Try it
An exact copy of the whole listing is required.
-- Exercise data follows --
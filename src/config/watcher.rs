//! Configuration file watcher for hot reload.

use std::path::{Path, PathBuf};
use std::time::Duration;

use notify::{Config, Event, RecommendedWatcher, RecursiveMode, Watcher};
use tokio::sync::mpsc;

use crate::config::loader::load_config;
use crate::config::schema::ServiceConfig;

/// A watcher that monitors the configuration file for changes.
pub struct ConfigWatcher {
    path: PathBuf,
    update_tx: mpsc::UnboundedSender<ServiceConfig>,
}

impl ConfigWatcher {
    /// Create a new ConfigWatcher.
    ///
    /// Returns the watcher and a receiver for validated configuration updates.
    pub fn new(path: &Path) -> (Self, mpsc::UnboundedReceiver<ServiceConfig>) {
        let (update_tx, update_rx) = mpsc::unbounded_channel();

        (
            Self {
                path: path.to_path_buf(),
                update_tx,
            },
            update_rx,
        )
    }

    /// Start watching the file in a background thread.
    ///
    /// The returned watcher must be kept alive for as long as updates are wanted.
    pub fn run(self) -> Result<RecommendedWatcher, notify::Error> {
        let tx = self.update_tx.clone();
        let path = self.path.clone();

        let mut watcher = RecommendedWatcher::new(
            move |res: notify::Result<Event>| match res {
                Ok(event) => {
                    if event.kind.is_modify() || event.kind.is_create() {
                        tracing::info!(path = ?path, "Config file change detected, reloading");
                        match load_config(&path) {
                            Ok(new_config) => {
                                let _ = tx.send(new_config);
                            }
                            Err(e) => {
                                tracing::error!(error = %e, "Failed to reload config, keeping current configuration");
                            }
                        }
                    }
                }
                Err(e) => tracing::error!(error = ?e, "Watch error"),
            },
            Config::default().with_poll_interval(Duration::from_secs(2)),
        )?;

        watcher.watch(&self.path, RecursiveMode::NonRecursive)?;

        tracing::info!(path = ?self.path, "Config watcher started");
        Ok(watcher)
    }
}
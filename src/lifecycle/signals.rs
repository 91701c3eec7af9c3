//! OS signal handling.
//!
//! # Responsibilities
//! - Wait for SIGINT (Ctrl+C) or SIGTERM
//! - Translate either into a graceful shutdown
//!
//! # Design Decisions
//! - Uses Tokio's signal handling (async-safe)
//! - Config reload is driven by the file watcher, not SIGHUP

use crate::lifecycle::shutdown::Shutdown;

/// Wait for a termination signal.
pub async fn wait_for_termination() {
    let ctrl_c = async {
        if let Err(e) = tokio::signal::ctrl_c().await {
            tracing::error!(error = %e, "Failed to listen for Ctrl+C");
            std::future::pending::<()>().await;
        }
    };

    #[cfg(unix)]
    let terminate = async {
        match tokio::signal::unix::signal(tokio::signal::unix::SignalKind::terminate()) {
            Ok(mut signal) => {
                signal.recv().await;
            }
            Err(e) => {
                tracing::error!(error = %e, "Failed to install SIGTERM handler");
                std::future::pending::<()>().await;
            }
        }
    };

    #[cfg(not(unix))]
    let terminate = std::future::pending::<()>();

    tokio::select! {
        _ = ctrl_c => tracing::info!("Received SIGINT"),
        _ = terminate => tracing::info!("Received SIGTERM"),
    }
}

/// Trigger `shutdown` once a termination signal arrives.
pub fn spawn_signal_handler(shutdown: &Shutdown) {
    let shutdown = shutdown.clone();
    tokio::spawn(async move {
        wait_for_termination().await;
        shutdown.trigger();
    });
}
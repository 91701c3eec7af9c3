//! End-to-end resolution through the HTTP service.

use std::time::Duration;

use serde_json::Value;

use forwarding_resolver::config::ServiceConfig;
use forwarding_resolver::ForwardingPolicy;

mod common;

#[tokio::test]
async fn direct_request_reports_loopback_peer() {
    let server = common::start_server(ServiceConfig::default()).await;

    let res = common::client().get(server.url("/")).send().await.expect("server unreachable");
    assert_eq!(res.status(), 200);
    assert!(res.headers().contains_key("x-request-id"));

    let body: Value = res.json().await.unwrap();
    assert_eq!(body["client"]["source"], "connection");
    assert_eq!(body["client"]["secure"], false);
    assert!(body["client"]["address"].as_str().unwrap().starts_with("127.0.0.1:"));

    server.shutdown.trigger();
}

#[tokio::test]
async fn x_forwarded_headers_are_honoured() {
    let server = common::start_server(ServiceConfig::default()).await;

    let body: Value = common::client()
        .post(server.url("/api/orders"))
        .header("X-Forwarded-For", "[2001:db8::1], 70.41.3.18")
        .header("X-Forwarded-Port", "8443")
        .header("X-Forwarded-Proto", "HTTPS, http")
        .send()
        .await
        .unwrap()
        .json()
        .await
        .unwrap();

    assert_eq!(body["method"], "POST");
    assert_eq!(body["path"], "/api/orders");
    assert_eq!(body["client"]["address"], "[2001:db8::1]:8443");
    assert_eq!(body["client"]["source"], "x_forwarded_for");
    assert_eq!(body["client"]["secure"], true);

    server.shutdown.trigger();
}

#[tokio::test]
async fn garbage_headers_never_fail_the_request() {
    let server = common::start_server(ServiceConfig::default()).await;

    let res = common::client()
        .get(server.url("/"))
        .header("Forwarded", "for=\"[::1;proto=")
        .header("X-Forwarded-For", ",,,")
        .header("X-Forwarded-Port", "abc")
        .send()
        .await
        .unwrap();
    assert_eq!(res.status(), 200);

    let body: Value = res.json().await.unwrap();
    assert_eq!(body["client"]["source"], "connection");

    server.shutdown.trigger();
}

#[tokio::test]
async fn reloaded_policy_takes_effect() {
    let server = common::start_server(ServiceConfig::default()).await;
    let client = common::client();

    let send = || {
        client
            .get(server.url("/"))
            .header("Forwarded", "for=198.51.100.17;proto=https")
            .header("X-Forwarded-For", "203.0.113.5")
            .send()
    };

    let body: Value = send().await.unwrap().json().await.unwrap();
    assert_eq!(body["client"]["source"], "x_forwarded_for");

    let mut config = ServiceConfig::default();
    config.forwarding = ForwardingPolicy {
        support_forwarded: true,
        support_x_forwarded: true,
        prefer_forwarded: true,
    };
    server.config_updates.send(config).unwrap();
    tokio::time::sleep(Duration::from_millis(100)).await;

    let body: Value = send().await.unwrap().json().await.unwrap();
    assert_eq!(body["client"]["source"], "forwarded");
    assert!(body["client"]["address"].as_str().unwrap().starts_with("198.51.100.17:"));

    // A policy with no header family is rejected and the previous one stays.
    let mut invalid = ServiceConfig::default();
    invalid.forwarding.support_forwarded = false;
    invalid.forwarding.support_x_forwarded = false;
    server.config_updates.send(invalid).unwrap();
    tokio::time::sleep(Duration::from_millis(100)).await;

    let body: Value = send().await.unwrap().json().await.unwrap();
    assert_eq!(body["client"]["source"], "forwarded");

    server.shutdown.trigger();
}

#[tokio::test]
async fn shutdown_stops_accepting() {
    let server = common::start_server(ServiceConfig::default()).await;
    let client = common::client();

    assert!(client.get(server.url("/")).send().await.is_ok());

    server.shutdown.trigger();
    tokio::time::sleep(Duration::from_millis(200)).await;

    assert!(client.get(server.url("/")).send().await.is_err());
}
-- Exercise data concluded --
Worked solution
filename src/config/watcher.rs
//! Configuration file watcher for hot reload.

use std::path::{Path, PathBuf};
use std::time::Duration;

use notify::{Config, Event, RecommendedWatcher, RecursiveMode, Watcher};
use tokio::sync::mpsc;

use crate::config::loader::load_config;
use crate::config::schema::ServiceConfig;

/// A watcher that monitors the configuration file for changes.
pub struct ConfigWatcher {
    path: PathBuf,
    update_tx: mpsc::UnboundedSender<ServiceConfig>,
}

impl ConfigWatcher {
    /// Create a new ConfigWatcher.
    ///
    /// Returns the watcher and a receiver for validated configuration updates.
    pub fn new(path: &Path) -> (Self, mpsc::UnboundedReceiver<ServiceConfig>) {
        let (update_tx, update_rx) = mpsc::unbounded_channel();

        (
            Self {
                path: path.to_path_buf(),
                update_tx,
            },
            update_rx,
        )
    }

    /// Start watching the file in a background thread.
    ///
    /// The returned watcher must be kept alive for as long as updates are wanted.
    pub fn run(self) -> Result<RecommendedWatcher, notify::Error> {
        let tx = self.update_tx.clone();
        let path = self.path.clone();

        let mut watcher = RecommendedWatcher::new(
            move |res: notify::Result<Event>| match res {
                Ok(event) => {
                    if event.kind.is_modify() || event.kind.is_create() {
                        tracing::info!(path = ?path, "Config file change detected, reloading");
                        match load_config(&path) {
                            Ok(new_config) => {
                                let _ = tx.send(new_config);
                            }
                            Err(e) => {
                                tracing::error!(error = %e, "Failed to reload config, keeping current configuration");
                            }
                        }
                    }
                }
                Err(e) => tracing::error!(error = ?e, "Watch error"),
            },
            Config::default().with_poll_interval(Duration::from_secs(2)),
        )?;

        watcher.watch(&self.path, RecursiveMode::NonRecursive)?;

        tracing::info!(path = ?self.path, "Config watcher started");
        Ok(watcher)
    }
}
filename src/lifecycle/signals.rs
repository 91701c3eec7af9c3
//! OS signal handling.
//!
//! # Responsibilities
//! - Wait for SIGINT (Ctrl+C) or SIGTERM
//! - Translate either into a graceful shutdown
//!
//! # Design Decisions
//! - Uses Tokio's signal handling (async-safe)
//! - Config reload is driven by the file watcher, not SIGHUP

use crate::lifecycle::shutdown::Shutdown;

/// Wait for a termination signal.
pub async fn wait_for_termination() {
    let ctrl_c = async {
        if let Err(e) = tokio::signal::ctrl_c().await {
            tracing::error!(error = %e, "Failed to listen for Ctrl+C");
            std::future::pending::<()>().await;
        }
    };

    #[cfg(unix)]
    let terminate = async {
        match tokio::signal::unix::signal(tokio::signal::unix::SignalKind::terminate()) {
            Ok(mut signal) => {
                signal.recv().await;
            }
            Err(e) => {
                tracing::error!(error = %e, "Failed to install SIGTERM handler");
                std::future::pending::<()>().await;
            }
        }
    };

    #[cfg(not(unix))]
    let terminate = std::future::pending::<()>();

    tokio::select! {
        _ = ctrl_c => tracing::info!("Received SIGINT"),
        _ = terminate => tracing::info!("Received SIGTERM"),
    }
}

/// Trigger `shutdown` once a termination signal arrives.
pub fn spawn_signal_handler(shutdown: &Shutdown) {
    let shutdown = shutdown.clone();
    tokio::spawn(async move {
        wait_for_termination().await;
        shutdown.trigger();
    });
}
repository 91701c3eec7af9c3
//! End-to-end resolution through the HTTP service.

use std::time::Duration;

use serde_json::Value;

use forwarding_resolver::config::ServiceConfig;
use forwarding_resolver::ForwardingPolicy;

mod common;

#[tokio::test]
async fn direct_request_reports_loopback_peer() {
    let server = common::start_server(ServiceConfig::default()).await;

    let res = common::client().get(server.url("/")).send().await.expect("server unreachable");
    assert_eq!(res.status(), 200);
    assert!(res.headers().contains_key("x-request-id"));

    let body: Value = res.json().await.unwrap();
    assert_eq!(body["client"]["source"], "connection");
    assert_eq!(body["client"]["secure"], false);
    assert!(body["client"]["address"].as_str().unwrap().starts_with("127.0.0.1:"));

    server.shutdown.trigger();
}

#[tokio::test]
async fn x_forwarded_headers_are_honoured() {
    let server = common::start_server(ServiceConfig::default()).await;

    let body: Value = common::client()
        .post(server.url("/api/orders"))
        .header("X-Forwarded-For", "[2001:db8::1], 70.41.3.18")
        .header("X-Forwarded-Port", "8443")
        .header("X-Forwarded-Proto", "HTTPS, http")
        .send()
        .await
        .unwrap()
        .json()
        .await
        .unwrap();

    assert_eq!(body["method"], "POST");
    assert_eq!(body["path"], "/api/orders");
    assert_eq!(body["client"]["address"], "[2001:db8::1]:8443");
    assert_eq!(body["client"]["source"], "x_forwarded_for");
    assert_eq!(body["client"]["secure"], true);

    server.shutdown.trigger();
}

#[tokio::test]
async fn garbage_headers_never_fail_the_request() {
    let server = common::start_server(ServiceConfig::default()).await;

    let res = common::client()
        .get(server.url("/"))
        .header("Forwarded", "for=\"[::1;proto=")
        .header("X-Forwarded-For", ",,,")
        .header("X-Forwarded-Port", "abc")
        .send()
        .await
        .unwrap();
    assert_eq!(res.status(), 200);

    let body: Value = res.json().await.unwrap();
    assert_eq!(body["client"]["source"], "connection");

    server.shutdown.trigger();
}

#[tokio::test]
async fn reloaded_policy_takes_effect() {
    let server = common::start_server(ServiceConfig::default()).await;
    let client = common::client();

    let send = || {
        client
            .get(server.url("/"))
            .header("Forwarded", "for=198.51.100.17;proto=https")
            .header("X-Forwarded-For", "203.0.113.5")
            .send()
    };

    let body: Value = send().await.unwrap().json().await.unwrap();
    assert_eq!(body["client"]["source"], "x_forwarded_for");

    let mut config = ServiceConfig::default();
    config.forwarding = ForwardingPolicy {
        support_forwarded: true,
        support_x_forwarded: true,
        prefer_forwarded: true,
    };
    server.config_updates.send(config).unwrap();
    tokio::time::sleep(Duration::from_millis(100)).await;

    let body: Value = send().await.unwrap().json().await.unwrap();
    assert_eq!(body["client"]["source"], "forwarded");
    assert!(body["client"]["address"].as_str().unwrap().starts_with("198.51.100.17:"));

    // A policy with no header family is rejected and the previous one stays.
    let mut invalid = ServiceConfig::default();
    invalid.forwarding.support_forwarded = false;
    invalid.forwarding.support_x_forwarded = false;
    server.config_updates.send(invalid).unwrap();
    tokio::time::sleep(Duration::from_millis(100)).await;

    let body: Value = send().await.unwrap().json().await.unwrap();
    assert_eq!(body["client"]["source"], "forwarded");

    server.shutdown.trigger();
}

#[tokio::test]
async fn shutdown_stops_accepting() {
    let server = common::start_server(ServiceConfig::default()).await;
    let client = common::client();

    assert!(client.get(server.url("/")).send().await.is_ok());

    server.shutdown.trigger();
    tokio::time::sleep(Duration::from_millis(200)).await;

    assert!(client.get(server.url("/")).send().await.is_err());
}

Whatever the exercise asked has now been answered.